In 2010, the Chinese government published the “Blue Book of China's Cultural Soft Power”. The book pessimistically stated that the United States wielded 43% of the soft power in the world and the European Union 34%, while China’s soft power was limited to less than 4%.
The Global China Studies project of the College of Liberal Arts and Social Sciences was delighted to have Professor Stanley ROSEN, Professor of Political Science at the University of Southern California, to shed some light on China’s current soft power push in his lecture entitled “China’s Pursuit of ‘Soft Power’ in the Era of Donald Trump and Xi Jinping” on 11 March 2019.

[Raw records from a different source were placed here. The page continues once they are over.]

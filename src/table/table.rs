//! Table: the partition of the document for one entity kind
//!
//! Persisted as one JSON object:
//!
//! ```text
//! {
//!   "CPFS": ["12345678901"],       uniqueness registry
//!   "SEQ": 3,                      last issued code (monotonic allocation only)
//!   "1": { ...record... },
//!   "3": { ...record... }
//! }
//! ```
//!
//! Reserved keys are never record codes. Records keep insertion order.

use std::fmt;

use indexmap::IndexMap;
use serde::de::{self, MapAccess, Visitor};
use serde::ser::SerializeMap;
use serde::{Deserialize, Deserializer, Serialize, Serializer};

use super::registry::UniquenessRegistry;
use crate::record::{Code, Record};

/// Reserved key holding the uniqueness registry
pub const REGISTRY_KEY: &str = "CPFS";
/// Reserved key holding the last issued code
pub const SEQUENCE_KEY: &str = "SEQ";

/// Records of one entity kind plus the table's reserved entries
#[derive(Debug, Clone, Default, PartialEq, Eq)]
pub struct Table {
    registry: Option<UniquenessRegistry>,
    sequence: Option<Code>,
    records: IndexMap<Code, Record>,
}

impl Table {
    pub fn new() -> Self {
        Self::default()
    }

    pub fn registry(&self) -> Option<&UniquenessRegistry> {
        self.registry.as_ref()
    }

    pub fn registry_mut(&mut self) -> Option<&mut UniquenessRegistry> {
        self.registry.as_mut()
    }

    /// Returns the registry, creating an empty one if absent.
    pub fn ensure_registry(&mut self) -> &mut UniquenessRegistry {
        self.registry.get_or_insert_with(UniquenessRegistry::new)
    }

    /// Last code issued by monotonic allocation
    pub fn sequence(&self) -> Option<Code> {
        self.sequence
    }

    pub(crate) fn set_sequence(&mut self, code: Code) {
        self.sequence = Some(code);
    }

    /// Number of entries as stored: records plus reserved keys present.
    pub fn entry_count(&self) -> usize {
        self.records.len()
            + usize::from(self.registry.is_some())
            + usize::from(self.sequence.is_some())
    }

    /// Number of records, reserved keys excluded
    pub fn record_count(&self) -> usize {
        self.records.len()
    }

    pub fn is_empty(&self) -> bool {
        self.records.is_empty()
    }

    pub fn contains(&self, code: Code) -> bool {
        self.records.contains_key(&code)
    }

    pub fn get(&self, code: Code) -> Option<&Record> {
        self.records.get(&code)
    }

    pub fn get_mut(&mut self, code: Code) -> Option<&mut Record> {
        self.records.get_mut(&code)
    }

    /// Highest live record code
    pub fn max_code(&self) -> Option<Code> {
        self.records.keys().copied().max()
    }

    /// Stores `record` under `code`, stamping the code onto the record.
    pub fn insert(&mut self, code: Code, mut record: Record) -> Option<Record> {
        record.assign_code(code);
        self.records.insert(code, record)
    }

    /// Removes the record at `code`, preserving the order of the rest.
    pub fn remove(&mut self, code: Code) -> Option<Record> {
        self.records.shift_remove(&code)
    }

    /// Records in storage order
    pub fn records(&self) -> impl Iterator<Item = &Record> {
        self.records.values()
    }

    /// `(code, record)` pairs in storage order
    pub fn iter(&self) -> impl Iterator<Item = (Code, &Record)> {
        self.records.iter().map(|(code, record)| (*code, record))
    }
}

impl Serialize for Table {
    fn serialize<S: Serializer>(&self, serializer: S) -> Result<S::Ok, S::Error> {
        let mut map = serializer.serialize_map(Some(self.entry_count()))?;
        if let Some(registry) = &self.registry {
            map.serialize_entry(REGISTRY_KEY, registry)?;
        }
        if let Some(sequence) = &self.sequence {
            map.serialize_entry(SEQUENCE_KEY, sequence)?;
        }
        for (code, record) in &self.records {
            map.serialize_entry(&code.to_string(), record)?;
        }
        map.end()
    }
}

impl<'de> Deserialize<'de> for Table {
    fn deserialize<D: Deserializer<'de>>(deserializer: D) -> Result<Self, D::Error> {
        deserializer.deserialize_map(TableVisitor)
    }
}

struct TableVisitor;

impl<'de> Visitor<'de> for TableVisitor {
    type Value = Table;

    fn expecting(&self, f: &mut fmt::Formatter<'_>) -> fmt::Result {
        f.write_str("a table object keyed by record code")
    }

    fn visit_map<A: MapAccess<'de>>(self, mut access: A) -> Result<Table, A::Error> {
        let mut table = Table::new();

        while let Some(key) = access.next_key::<String>()? {
            match key.as_str() {
                REGISTRY_KEY => table.registry = Some(access.next_value()?),
                SEQUENCE_KEY => table.sequence = Some(access.next_value()?),
                _ => {
                    // Keys must be canonical decimals so " 1" or "01" cannot alias "1"
                    let code: Code = key
                        .parse()
                        .ok()
                        .filter(|code: &Code| code.to_string() == key)
                        .ok_or_else(|| {
                            de::Error::custom(format!("unexpected table key {:?}", key))
                        })?;
                    let record: Record = access.next_value()?;
                    if let Some(stored) = record.code() {
                        if stored != code {
                            return Err(de::Error::custom(format!(
                                "record under key {} carries codigo {}",
                                code, stored
                            )));
                        }
                    }
                    // Duplicate keys: last wins
                    table.insert(code, record);
                }
            }
        }

        Ok(table)
    }
}
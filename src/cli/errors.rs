//! CLI-specific error types
//!
//! Repository rejections are reported to the user and never abort the
//! interactive menu; everything else is fatal to the command.

use std::io;

use thiserror::Error;

use crate::errors::Severity;
use crate::record::RecordError;
use crate::repository::RepositoryError;

/// CLI result type
pub type CliResult<T> = Result<T, CliError>;

/// CLI error
#[derive(Debug, Error)]
pub enum CliError {
    #[error("Configuration error: {0}")]
    Config(String),

    #[error("I/O error: {0}")]
    Io(#[from] io::Error),

    #[error("JSON error: {0}")]
    Json(#[from] serde_json::Error),

    #[error("Invalid input: {0}")]
    InvalidInput(String),

    #[error(transparent)]
    Repository(#[from] RepositoryError),
}

impl CliError {
    pub fn config_error(msg: impl Into<String>) -> Self {
        CliError::Config(msg.into())
    }

    pub fn invalid_input(msg: impl Into<String>) -> Self {
        CliError::InvalidInput(msg.into())
    }

    /// Get the error code string
    pub fn code(&self) -> &'static str {
        match self {
            CliError::Config(_) => "SCHOOL_CLI_CONFIG_ERROR",
            CliError::Io(_) | CliError::Json(_) => "SCHOOL_CLI_IO_ERROR",
            CliError::InvalidInput(_) => "SCHOOL_CLI_INVALID_INPUT",
            CliError::Repository(e) => e.code(),
        }
    }

    pub fn severity(&self) -> Severity {
        match self {
            CliError::InvalidInput(_) => Severity::Reject,
            CliError::Repository(e) => e.severity(),
            _ => Severity::Error,
        }
    }

    /// Whether the user can correct the input and carry on
    pub fn is_rejection(&self) -> bool {
        self.severity() == Severity::Reject
    }
}

impl From<RecordError> for CliError {
    fn from(e: RecordError) -> Self {
        CliError::Repository(RepositoryError::Record(e))
    }
}
//! JSON output for one-shot commands
//!
//! - Success: `{"status":"ok","data":...}`
//! - Failure: `{"status":"error","code":...,"message":...}`
//! - One object per line, UTF-8

use std::io::Write;

use serde_json::Value;

use super::errors::CliResult;

/// Write a success response
pub fn write_response<W: Write>(out: &mut W, data: Value) -> CliResult<()> {
    let response = serde_json::json!({
        "status": "ok",
        "data": data
    });

    serde_json::to_writer(&mut *out, &response)?;
    writeln!(out)?;
    out.flush()?;

    Ok(())
}

/// Write an error response
pub fn write_error<W: Write>(out: &mut W, code: &str, message: &str) -> CliResult<()> {
    let response = serde_json::json!({
        "status": "error",
        "code": code,
        "message": message
    });

    serde_json::to_writer(&mut *out, &response)?;
    writeln!(out)?;
    out.flush()?;

    Ok(())
}
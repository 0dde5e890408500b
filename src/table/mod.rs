//! Table subsystem
//!
//! A table holds every record of one entity kind, keyed by code, together
//! with its reserved entries:
//!
//! - `CPFS`: the uniqueness registry of identifier values in use
//! - `SEQ`: the last issued code, present only under monotonic allocation
//!
//! # Invariants
//!
//! - Reserved keys are never record codes
//! - An identifier value appears at most once in the registry
//! - Allocation never returns a code held by a live record

mod allocator;
mod registry;
#[allow(clippy::module_inception)]
mod table;

pub use allocator::AllocationPolicy;
pub use registry::UniquenessRegistry;
pub use table::{Table, REGISTRY_KEY, SEQUENCE_KEY};
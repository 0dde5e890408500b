//! # JSON File Backend
//!
//! Saves write the whole document to `<file>.tmp`, fsync it, then rename it
//! over the target so readers never observe a partially written document.

use std::fs::{self, File};
use std::io::{self, Write};
use std::path::{Path, PathBuf};

use super::backend::DocumentBackend;
use super::document::Document;
use super::errors::{StoreError, StoreResult};

/// Document persisted as a single JSON file
#[derive(Debug, Clone)]
pub struct JsonFileBackend {
    path: PathBuf,
}

impl JsonFileBackend {
    pub fn new(path: impl Into<PathBuf>) -> Self {
        Self { path: path.into() }
    }

    pub fn path(&self) -> &Path {
        &self.path
    }

    fn temp_path(&self) -> PathBuf {
        let mut name = self
            .path
            .file_name()
            .map(|n| n.to_os_string())
            .unwrap_or_default();
        name.push(".tmp");
        self.path.with_file_name(name)
    }

    fn display(&self) -> String {
        self.path.display().to_string()
    }
}

impl DocumentBackend for JsonFileBackend {
    fn load(&self) -> StoreResult<Document> {
        let text = match fs::read_to_string(&self.path) {
            Ok(text) => text,
            Err(e) if e.kind() == io::ErrorKind::NotFound => return Ok(Document::new()),
            Err(e) => return Err(StoreError::io(self.display(), e)),
        };
        Document::from_json_str(&text, &self.display())
    }

    fn save(&self, document: &Document) -> StoreResult<()> {
        let text = document.to_json_string()?;

        if let Some(parent) = self.path.parent() {
            if !parent.as_os_str().is_empty() && !parent.exists() {
                fs::create_dir_all(parent)
                    .map_err(|e| StoreError::io(parent.display().to_string(), e))?;
            }
        }

        let temp_path = self.temp_path();
        let temp_display = temp_path.display().to_string();
        {
            let mut file =
                File::create(&temp_path).map_err(|e| StoreError::io(&temp_display, e))?;
            file.write_all(text.as_bytes())
                .map_err(|e| StoreError::io(&temp_display, e))?;
            file.sync_all().map_err(|e| StoreError::io(&temp_display, e))?;
        }

        fs::rename(&temp_path, &self.path).map_err(|e| StoreError::io(self.display(), e))
    }

    fn location(&self) -> String {
        self.display()
    }
}
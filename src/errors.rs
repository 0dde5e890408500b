//! Severity levels shared by every subsystem error
//!
//! - Reject: the caller can correct its input and retry
//! - Error: the operation failed, the store is untouched
//! - Fatal: the persisted document cannot be trusted

use std::fmt;

/// Severity of a failed operation
#[derive(Debug, Clone, Copy, PartialEq, Eq, PartialOrd, Ord)]
pub enum Severity {
    /// Request rejected, caller retains its input
    Reject,
    /// Operation failed
    Error,
    /// Store is unusable until repaired
    Fatal,
}

impl Severity {
    /// Returns the string representation
    pub fn as_str(&self) -> &'static str {
        match self {
            Severity::Reject => "REJECT",
            Severity::Error => "ERROR",
            Severity::Fatal => "FATAL",
        }
    }
}

impl fmt::Display for Severity {
    fn fmt(&self, f: &mut fmt::Formatter<'_>) -> fmt::Result {
        write!(f, "{}", self.as_str())
    }
}
//! schooldb - school registry backed by a single JSON document
//!
//! Five record kinds (students, teachers, courses, classes, enrollments)
//! live as tables of one JSON file. Every operation loads the whole
//! document, works on one table and, if it changed anything, saves the
//! whole document back.
//!
//! Layers, leaves first:
//! - `record`: entity kinds, codes, records
//! - `table`: records plus the uniqueness registry and code allocation
//! - `document`: the persisted document and its backends
//! - `repository`: CRUD over the document
//! - `cli`: one-shot commands and the interactive menu

pub mod cli;
pub mod document;
pub mod errors;
pub mod observability;
pub mod record;
pub mod repository;
pub mod table;
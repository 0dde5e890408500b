//! # Document Backend Trait

use std::fmt;
use std::sync::Arc;

use super::document::Document;
use super::errors::StoreResult;

/// Where the document lives.
///
/// `load` returns an empty document when nothing has been persisted yet and
/// fails with a parse error when the persisted state is not well-formed.
/// `save` replaces the persisted state wholesale; the last successful save wins.
pub trait DocumentBackend: Send + Sync + fmt::Debug {
    /// Read the full document
    fn load(&self) -> StoreResult<Document>;

    /// Replace the full document
    fn save(&self, document: &Document) -> StoreResult<()>;

    /// Human-readable location, used in logs
    fn location(&self) -> String;
}

impl<B: DocumentBackend + ?Sized> DocumentBackend for Arc<B> {
    fn load(&self) -> StoreResult<Document> {
        (**self).load()
    }

    fn save(&self, document: &Document) -> StoreResult<()> {
        (**self).save(document)
    }

    fn location(&self) -> String {
        (**self).location()
    }
}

Professor Rosen, who specialises in Chinese politics and society, commented on the soft power play of China after two years of Trump’s presidency. The evidence of the decline of the American image internationally from multiple surveys was overwhelming. Has China been able to reap some rewards from the American decline? “Despite billions of dollars spent on soft power, there has been a relative lack of success of Chinese soft power abroad,” said Professor Rosen. “China has repeatedly indicated willingness to sacrifice short-term gains in soft power in pursuit of higher priorities,” he continued. During the lecture, he explained the differences of soft power projection by China and the United States. He also showed different front covers of The Economist portraying Trump and Xi to illustrate the growing influence of China and the decline of the United States in global affairs.
The lecture attracted a full house and the audience expressed great interest in this topic. Following Professor Rosen’s presentation, an interactive discussion session was initiated between the speaker and the audience on China’s soft power play with the United States and other countries in the world.